* _PROBLEM REQUIREMENTS_:
All lines holding the word "failed" should be located in the records and copied.

Source records
Start of Block
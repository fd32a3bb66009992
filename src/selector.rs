//! Weighted random selection.

use rand::Rng;

/// Weight used when a candidate has none, or zero.
pub const DEFAULT_WEIGHT: u32 = 100;

/// A candidate for a weighted draw.
pub trait Weighted {
    /// Raw weight as configured; `None` or `Some(0)` count as [`DEFAULT_WEIGHT`].
    fn weight(&self) -> Option<u32>;

    fn effective_weight(&self) -> u64 {
        match self.weight() {
            Some(w) if w > 0 => u64::from(w),
            _ => u64::from(DEFAULT_WEIGHT),
        }
    }
}

/// Draws one candidate with probability proportional to its weight.
///
/// Returns `None` only for an empty slice. A single candidate is returned
/// without touching `rng`. Candidates are walked in input order, so a seeded
/// `rng` gives reproducible draws.
pub fn select<'a, T, R>(candidates: &'a [T], rng: &mut R) -> Option<&'a T>
where
    T: Weighted,
    R: Rng,
{
    match candidates {
        [] => None,
        [only] => Some(only),
        _ => {
            let total: u64 = candidates.iter().map(Weighted::effective_weight).sum();
            let mut remainder = rng.random_range(0..total);
            for candidate in candidates {
                let weight = candidate.effective_weight();
                if remainder < weight {
                    return Some(candidate);
                }
                remainder -= weight;
            }
            candidates.last()
        }
    }
}
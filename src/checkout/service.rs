//! Order submission.
//!
//! Validates the customer, consults the rate limiter, writes the order
//! through the retry wrapper and, only once the backend confirms, records the
//! rate-limit entry, takes the ordered lines out of the cart and keeps a
//! receipt. Any failure leaves the cart as it was. One submission per cart
//! runs at a time.

use chrono::Utc;
use serde_json::Value;
use thiserror::Error;
use uuid::Uuid;

use super::models::{CustomerDetails, OrderPayload, Receipt};
use crate::cart::aggregate::Cart;
use crate::cart::helpers::format_item_summary;
use crate::cart::state::AppState;
use crate::data::{Collection, DataError};
use crate::retry::retry_with_backoff;

#[derive(Debug, Error)]
pub enum CheckoutError {
    #[error("invalid customer {field}")]
    InvalidCustomer { field: &'static str },

    #[error("cart is empty")]
    EmptyCart,

    #[error("an order for this cart is already being submitted")]
    InProgress,

    #[error("order limit reached, retry in {retry_after_minutes} minutes")]
    RateLimited { retry_after_minutes: u32 },

    #[error("order submission failed: {0}")]
    Backend(#[source] DataError),

    #[error("order could not be encoded: {0}")]
    Encode(#[from] serde_json::Error),
}

impl CheckoutError {
    /// Message shown to the customer.
    pub fn user_message(&self) -> String {
        match self {
            Self::InvalidCustomer { field } => {
                format!("يرجى إدخال {} بشكل صحيح", field_label(field))
            }
            Self::EmptyCart => "سلة التسوق فارغة".to_string(),
            Self::InProgress => "جاري إرسال طلبك، يرجى الانتظار".to_string(),
            Self::RateLimited {
                retry_after_minutes,
            } => format!(
                "لقد تجاوزت الحد المسموح من الطلبات، يرجى المحاولة مرة أخرى بعد {retry_after_minutes} دقيقة"
            ),
            Self::Backend(_) | Self::Encode(_) => {
                "تعذر إرسال الطلب، يرجى المحاولة مرة أخرى. لم يتم حذف محتويات السلة".to_string()
            }
        }
    }
}

fn field_label(field: &str) -> &'static str {
    match field {
        "name" => "الاسم",
        "phone" => "رقم الجوال",
        "city" => "المدينة",
        "address" => "العنوان",
        _ => "البيانات",
    }
}

/// Submits the cart `cart_id` as an order for `customer`.
pub async fn submit_order(
    state: &AppState,
    cart_id: &str,
    customer: &CustomerDetails,
) -> Result<Receipt, CheckoutError> {
    if let Some(field) = customer.invalid_field() {
        return Err(CheckoutError::InvalidCustomer { field });
    }

    let _claim = state
        .claim_checkout(cart_id)
        .ok_or(CheckoutError::InProgress)?;

    let cart = state.with_cart(cart_id, Cart::clone);
    if cart.is_empty() {
        return Err(CheckoutError::EmptyCart);
    }

    let decision = state
        .rate_limiter
        .check_order_rate_limit(&customer.phone)
        .await;
    if !decision.allowed {
        return Err(CheckoutError::RateLimited {
            retry_after_minutes: decision
                .retry_after_minutes
                .unwrap_or(state.rate_limiter.policy().window_minutes),
        });
    }

    let total = cart.total();
    let gift = state
        .selected_gift(cart_id)
        .filter(|g| g.still_eligible(total));
    let now = Utc::now();
    let record = serde_json::to_value(OrderPayload::new(customer, &cart, gift.as_ref(), now))?;

    let stored = retry_with_backoff(
        || state.data.insert(Collection::Orders, record.clone()),
        &state.config.retry,
    )
    .await
    .map_err(|err| {
        tracing::error!(cart_id, error = %err, "order submission failed");
        CheckoutError::Backend(err)
    })?;

    let order_id = match stored.get("id") {
        Some(Value::String(id)) => id.clone(),
        Some(other) => other.to_string(),
        None => String::new(),
    };

    if let Err(err) = state
        .rate_limiter
        .record_order_attempt(&customer.phone)
        .await
    {
        tracing::warn!(cart_id, error = %err, "failed to record order for rate limiting");
    }

    state.mutate_cart(cart_id, |live| live.remove_ordered(cart.items()));
    state.gifts.remove(cart_id);

    let receipt = Receipt {
        order_id,
        receipt_id: Uuid::new_v4().simple().to_string(),
        total,
        gift: gift.map(|g| g.candidate.name),
        placed_at: now,
    };
    state.receipts.insert(cart_id.to_string(), receipt.clone());

    tracing::info!(
        cart_id,
        order_id = %receipt.order_id,
        total = %receipt.total,
        items = %format_item_summary(cart.items()),
        "order placed"
    );
    Ok(receipt)
}

#[cfg(test)]
mod tests {
    use super::*;
    use crate::cart::models::NewCartLine;
    use crate::cart::store::MemoryCartStore;
    use crate::config::AppConfig;
    use crate::data::MemoryDataService;
    use rust_decimal::Decimal;
    use std::sync::Arc;
    use std::time::Duration;

    fn customer() -> CustomerDetails {
        CustomerDetails {
            name: "سارة".into(),
            phone: "+966 55 123 4567".into(),
            city: "جدة".into(),
            address: "حي الروضة".into(),
            notes: None,
        }
    }

    fn state_with(data: Arc<MemoryDataService>, config: AppConfig) -> AppState {
        let state = AppState::new(config, data, Arc::new(MemoryCartStore::new()));
        state.mutate_cart("c1", |cart| {
            cart.add_item(NewCartLine {
                product_id: "p1".into(),
                name: "بخور".into(),
                unit_price: Decimal::from(75),
                quantity: 2,
                selected_options: None,
            });
        });
        state
    }

    #[tokio::test(start_paused = true)]
    async fn test_transient_insert_failure_is_retried() {
        let data = Arc::new(MemoryDataService::new());
        let state = state_with(data.clone(), AppConfig::default());

        // First failure hits the rate-limit count (fail-open), second the insert.
        data.fail_next(DataError::status(503, "unavailable"));
        data.fail_next(DataError::Timeout);

        let receipt = submit_order(&state, "c1", &customer()).await.unwrap();
        assert_eq!(receipt.total, Decimal::from(150));
        assert_eq!(data.snapshot(Collection::Orders).len(), 1);
        assert!(state.with_cart("c1", Cart::is_empty));
        assert_eq!(state.receipt("c1"), Some(receipt));
    }

    #[tokio::test]
    async fn test_fail_closed_refuses_when_counter_unreadable() {
        let data = Arc::new(MemoryDataService::new());
        let mut config = AppConfig::default();
        config.rate_limit.fail_open = false;
        let state = state_with(data.clone(), config);

        data.fail_next(DataError::status(500, "boom"));
        let err = submit_order(&state, "c1", &customer()).await.unwrap_err();
        assert!(matches!(
            err,
            CheckoutError::RateLimited {
                retry_after_minutes: 30
            }
        ));
        assert!(err.user_message().contains("30"));
        assert_eq!(state.with_cart("c1", Cart::item_count), 2);
    }

    #[tokio::test]
    async fn test_rejected_insert_records_nothing() {
        let data = Arc::new(MemoryDataService::new());
        let state = state_with(data.clone(), AppConfig::default());

        data.fail_next(DataError::status(500, "count down"));
        data.fail_next(DataError::status(400, "rejected"));
        let err = submit_order(&state, "c1", &customer()).await.unwrap_err();
        assert!(matches!(err, CheckoutError::Backend(_)));
        assert!(data.snapshot(Collection::OrderRateLimits).is_empty());
        assert!(state.receipt("c1").is_none());
        assert!(!state.with_cart("c1", Cart::is_empty));
    }

    #[tokio::test(start_paused = true)]
    async fn test_line_added_during_submission_stays_in_cart() {
        let data = Arc::new(MemoryDataService::new());
        let state = state_with(data.clone(), AppConfig::default());

        // The insert times out once and waits a second before its retry.
        data.fail_next(DataError::status(503, "unavailable"));
        data.fail_next(DataError::Timeout);

        let add_late = async {
            tokio::time::sleep(Duration::from_millis(500)).await;
            state.mutate_cart("c1", |cart| {
                cart.add_item(NewCartLine {
                    product_id: "p2".into(),
                    name: "مبخرة".into(),
                    unit_price: Decimal::from(60),
                    quantity: 1,
                    selected_options: None,
                })
                .id
                .clone()
            })
        };
        let cust = customer();
        let (receipt, late_id) = tokio::join!(submit_order(&state, "c1", &cust), add_late);

        assert_eq!(receipt.unwrap().total, Decimal::from(150));
        let orders = data.snapshot(Collection::Orders);
        assert_eq!(orders[0]["items"].as_array().unwrap().len(), 1);
        state.with_cart("c1", |cart| {
            assert_eq!(cart.items().len(), 1);
            assert!(cart.line(&late_id).is_some());
        });
    }

    #[tokio::test(start_paused = true)]
    async fn test_concurrent_submissions_place_one_order() {
        let data = Arc::new(MemoryDataService::new());
        let state = state_with(data.clone(), AppConfig::default());
        data.fail_next(DataError::status(503, "unavailable"));
        data.fail_next(DataError::Timeout);

        let cust_a = customer();
        let cust_b = customer();
        let (first, second) = tokio::join!(
            submit_order(&state, "c1", &cust_a),
            submit_order(&state, "c1", &cust_b)
        );

        assert!(first.is_ok());
        assert!(matches!(second, Err(CheckoutError::InProgress)));
        assert_eq!(data.snapshot(Collection::Orders).len(), 1);
        assert!(state.checkouts.is_empty(), "claim released after submission");
    }
}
End of Block
* _THE COMPLETED TASK_:
    #[error("order submission failed: {0}")]
        tracing::error!(cart_id, error = %err, "order submission failed");
        tracing::warn!(cart_id, error = %err, "failed to record order for rate limiting");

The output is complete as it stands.